• **Task instructions**:
In the lines below, the string "layout" may appear; say how many lines hold it and give nothing more.

• **Records provided**:
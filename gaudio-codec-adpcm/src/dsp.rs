// Symphonia
// Copyright (c) 2019-2022 The Project Symphonia Developers.
//
// This Source Code Form is subject to the terms of the Mozilla Public
// License, v. 2.0. If a copy of the MPL was not distributed with this
// file, You can obtain one at https://mozilla.org/MPL/2.0/.

//! Nintendo GameCube/Wii DSP-ADPCM: a fixed-coefficient predictor codec, one of the loop-
//! history-preserving family since its running predictor state (`hist_i32[0]`/`hist_i32[1]`) is
//! not recoverable from the byte cursor alone — a loop restart must restore the exact predictor
//! history, not just reposition the read offset.

use gaudio_core::channel::ChannelDescriptor;
use gaudio_core::errors::{decode_error, GaError};
use gaudio_core::{Codec, CodecFamily, CodecKind, Result, SampleBuf, SampleFormat, StreamState};

use crate::common::Nibble;

/// Samples produced by one 8-byte block: a 1-byte header plus 7 bytes of 4-bit nibbles.
const SAMPLES_PER_BLOCK: usize = 14;
const BLOCK_BYTES: u64 = 8;

/// Per-channel predictor coefficient table: 8 `(coef1, coef2)` pairs selected by the high
/// nibble of each block's header byte.
pub type DspCoefTable = [(i32, i32); 8];

/// A conservative, illustrative coefficient table (not derived from any specific title) — real
/// DSP-ADPCM streams carry their own table in the container.
pub const DEFAULT_COEFS: DspCoefTable = [
    (2048, 0),
    (3072, -1024),
    (3584, -1536),
    (3840, -1792),
    (3968, -1920),
    (4032, -1984),
    (4064, -2016),
    (4080, -2032),
];

fn clamp_i16(v: i64) -> i32 {
    v.clamp(i16::MIN as i64, i16::MAX as i64) as i32
}

/// Nintendo DSP-ADPCM decoder. One instance decodes every channel of a stream, each channel
/// using its own block cursor, predictor history, and coefficient table (tables commonly differ
/// per channel in real containers).
pub struct DspAdpcmCodec {
    coefs: Vec<DspCoefTable>,
}

impl DspAdpcmCodec {
    /// Builds a decoder with one coefficient table per channel.
    pub fn new(coefs: Vec<DspCoefTable>) -> Self {
        DspAdpcmCodec { coefs }
    }

    fn coefs_for(&self, ch: usize) -> &DspCoefTable {
        self.coefs.get(ch).unwrap_or(&DEFAULT_COEFS)
    }

    /// Decodes one block of `ch`'s data into `dst`'s `dst_ch` column, starting at `dst_frame`.
    /// Returns the number of samples decoded (`<= SAMPLES_PER_BLOCK`, fewer only when `limit`
    /// is smaller).
    fn decode_channel_block(
        &self,
        ch: &mut ChannelDescriptor,
        source: &mut dyn gaudio_core::StreamSource,
        coefs: &DspCoefTable,
        dst: &mut SampleBuf,
        dst_ch: usize,
        dst_frame: usize,
        limit: usize,
    ) -> Result<usize> {
        let mut block = [0u8; BLOCK_BYTES as usize];
        let n = source.read(&mut block, ch.offset).map_err(GaError::from)?;
        if n == 0 {
            return Ok(0);
        }
        // A short final block decodes whatever nibbles are actually present, via
        // `available_nibbles` below.

        let header = block[0];
        let predictor_idx = ((header >> 4) as usize).min(7);
        let scale_shift = header & 0x0f;
        let (coef1, coef2) = coefs[predictor_idx];

        let mut hist1 = ch.hist_i32[0];
        let mut hist2 = ch.hist_i32[1];

        let available_nibbles = (n.saturating_sub(1)) * 2;
        let want = limit.min(SAMPLES_PER_BLOCK).min(available_nibbles);

        for i in 0..want {
            let byte = block[1 + i / 2];
            let half = if i % 2 == 0 { Nibble::Upper } else { Nibble::Lower };
            let delta = half.signed(byte) << scale_shift;
            let predicted = (coef1 as i64 * hist1 as i64 + coef2 as i64 * hist2 as i64) >> 11;
            let sample = clamp_i16(predicted + delta as i64);
            hist2 = hist1;
            hist1 = sample;
            dst.set_sample_scaled(dst_frame + i, dst_ch, sample as f64);
        }

        ch.hist_i32[0] = hist1;
        ch.hist_i32[1] = hist2;
        ch.offset += BLOCK_BYTES;

        Ok(want)
    }
}

impl Codec for DspAdpcmCodec {
    fn kind(&self) -> CodecKind {
        CodecKind::Frame
    }

    fn sample_format(&self, _stream: &StreamState) -> SampleFormat {
        SampleFormat::S16
    }

    fn family(&self) -> CodecFamily {
        CodecFamily::Dsp
    }

    fn frame_samples(&self) -> Option<u32> {
        Some(SAMPLES_PER_BLOCK as u32)
    }

    fn decode_frame(&mut self, stream: &mut StreamState, dst: &mut SampleBuf) -> Result<()> {
        let room = dst.capacity().min(SAMPLES_PER_BLOCK);
        let channels = stream.channels.len();
        if channels == 0 {
            dst.set_filled(0);
            return decode_error("dsp-adpcm: stream has no channels");
        }

        let mut produced = usize::MAX;
        let source = &mut *stream.source;
        for ch_idx in 0..channels {
            let coefs = *self.coefs_for(ch_idx);
            let got = self.decode_channel_block(
                &mut stream.channels[ch_idx],
                source,
                &coefs,
                dst,
                ch_idx,
                0,
                room,
            )?;
            produced = produced.min(got);
        }

        dst.set_filled(if produced == usize::MAX { 0 } else { produced });
        Ok(())
    }

    fn reset(&mut self) {
        // No codec-private state; predictor history lives on the channel descriptors, which the
        // engine rewinds/clears on `StreamState::reset_decode_position`.
    }
}

#[cfg(test)]
mod tests {
    use super::*;
    use gaudio_core::io::MemorySource;
    use gaudio_core::stream::StreamState;

    /// Builds one 8-byte DSP-ADPCM block: header selects predictor table 0 (coef=(2048,0), i.e.
    /// `sample = hist1 + (nibble << scale)`), scale 0, and deterministic small nibbles so the
    /// expected output is hand-computable.
    fn make_block(nibbles: [i8; 14]) -> [u8; 8] {
        let mut block = [0u8; 8];
        block[0] = 0x00; // predictor 0, scale 0
        for (i, &n) in nibbles.iter().enumerate() {
            let nibble = (n as u8) & 0x0f;
            if i % 2 == 0 {
                block[1 + i / 2] |= nibble << 4;
            }
            else {
                block[1 + i / 2] |= nibble;
            }
        }
        block
    }

    #[test]
    fn decodes_one_block_accumulating_predictor() {
        let nibbles = [1i8, 1, 1, 1, 1, 1, 1, 1, 1, 1, 1, 1, 1, 1];
        let data = make_block(nibbles).to_vec();
        let mut state = StreamState::new(Box::new(MemorySource::new(data)), 1);

        let codec = DspAdpcmCodec::new(vec![DEFAULT_COEFS]);
        let mut dst = SampleBuf::new(SampleFormat::S16, 1, 14);
        let mut codec = codec;
        codec.decode_frame(&mut state, &mut dst).unwrap();

        assert_eq!(dst.filled(), 14);
        // Coef table 0 is (2048, 0), scale 0: predicted = hist1, sample = hist1 + nibble.
        // Starting hist1=0, each +1 nibble accumulates: 1, 2, 3, ...
        assert_eq!(dst.sample_scaled(0, 0), 1.0);
        assert_eq!(dst.sample_scaled(13, 0), 14.0);
        assert_eq!(state.channels[0].offset, 8);
        assert_eq!(state.channels[0].hist_i32[0], 14);
    }

    #[test]
    fn history_persists_across_blocks() {
        let mut data = make_block([2i8; 14]).to_vec();
        data.extend_from_slice(&make_block([0i8; 14]));
        let mut state = StreamState::new(Box::new(MemorySource::new(data)), 1);

        let mut codec = DspAdpcmCodec::new(vec![DEFAULT_COEFS]);
        let mut dst = SampleBuf::new(SampleFormat::S16, 1, 14);
        codec.decode_frame(&mut state, &mut dst).unwrap();
        let end_of_first_block = dst.sample_scaled(13, 0);

        let mut dst2 = SampleBuf::new(SampleFormat::S16, 1, 14);
        codec.decode_frame(&mut state, &mut dst2).unwrap();
        // Second block's nibbles are all zero, so the predictor just repeats hist1 forever:
        // the first sample of block two equals the last sample of block one.
        assert_eq!(dst2.sample_scaled(0, 0), end_of_first_block);
    }

    /// End-to-end loop-boundary test (Testable Property #3): one block before the loop, one
    /// block that is the whole loop body, decoded through the real flat-layout/loop-engine path
    /// rather than calling the codec directly. The second loop iteration must continue the
    /// predictor from where the first iteration's decode of the loop body left off, not replay
    /// the history that was current when `loop_start` was first reached.
    #[test]
    fn loop_restart_continues_predictor_history_not_loop_start_snapshot() {
        use gaudio_core::decode_state::DecodeState;
        use gaudio_core::layout::FlatLayout;

        let mut data = make_block([1i8; 14]).to_vec(); // samples 0..14, before the loop
        data.extend_from_slice(&make_block([2i8; 14])); // samples 14..28, the whole loop body
        let mut state = StreamState::new(Box::new(MemorySource::new(data)), 1);
        state.num_samples = 28;
        state.loop_flag = true;
        state.loop_flag_original = true;
        state.loop_start_sample = 14;
        state.loop_end_sample = 28;
        state.loop_target = Some(2); // stop after the second pass through the loop body

        let mut codec = DspAdpcmCodec::new(vec![DEFAULT_COEFS]);
        let mut decode = DecodeState::new(SampleBuf::new(SampleFormat::S16, 1, 14));
        let mut layout = FlatLayout;

        // Block 0 (pre-loop): hist1 ends at 14 (0 + 1*14).
        let mut dst0 = SampleBuf::new(SampleFormat::S16, 1, 14);
        layout.render(&mut state, &mut codec, &mut decode, &mut dst0).unwrap();
        assert_eq!(state.current_sample, 14);
        assert!(state.hit_loop);

        // Block 1, iteration 1 (the loop body): starts from hist1=14, nibble 2 each step, so
        // hist1 ends at 14 + 2*14 = 42.
        let mut dst1 = SampleBuf::new(SampleFormat::S16, 1, 14);
        layout.render(&mut state, &mut codec, &mut decode, &mut dst1).unwrap();
        assert_eq!(dst1.sample_scaled(0, 0), 16.0); // 14 + 2
        assert_eq!(state.current_sample, 14); // loop_end crossing restored current_sample
        assert_eq!(state.loop_count, 1);

        // Block 1, iteration 2: must continue from hist1=42 (what iteration 1 actually produced),
        // not replay iteration 1's sample-0 value using the stale loop_start snapshot.
        let mut dst2 = SampleBuf::new(SampleFormat::S16, 1, 14);
        layout.render(&mut state, &mut codec, &mut decode, &mut dst2).unwrap();
        assert_eq!(dst2.sample_scaled(0, 0), 44.0); // 42 + 2, continuing the predictor
        assert_ne!(dst2.sample_scaled(0, 0), dst1.sample_scaled(0, 0));
    }
}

• **The completed task**:
6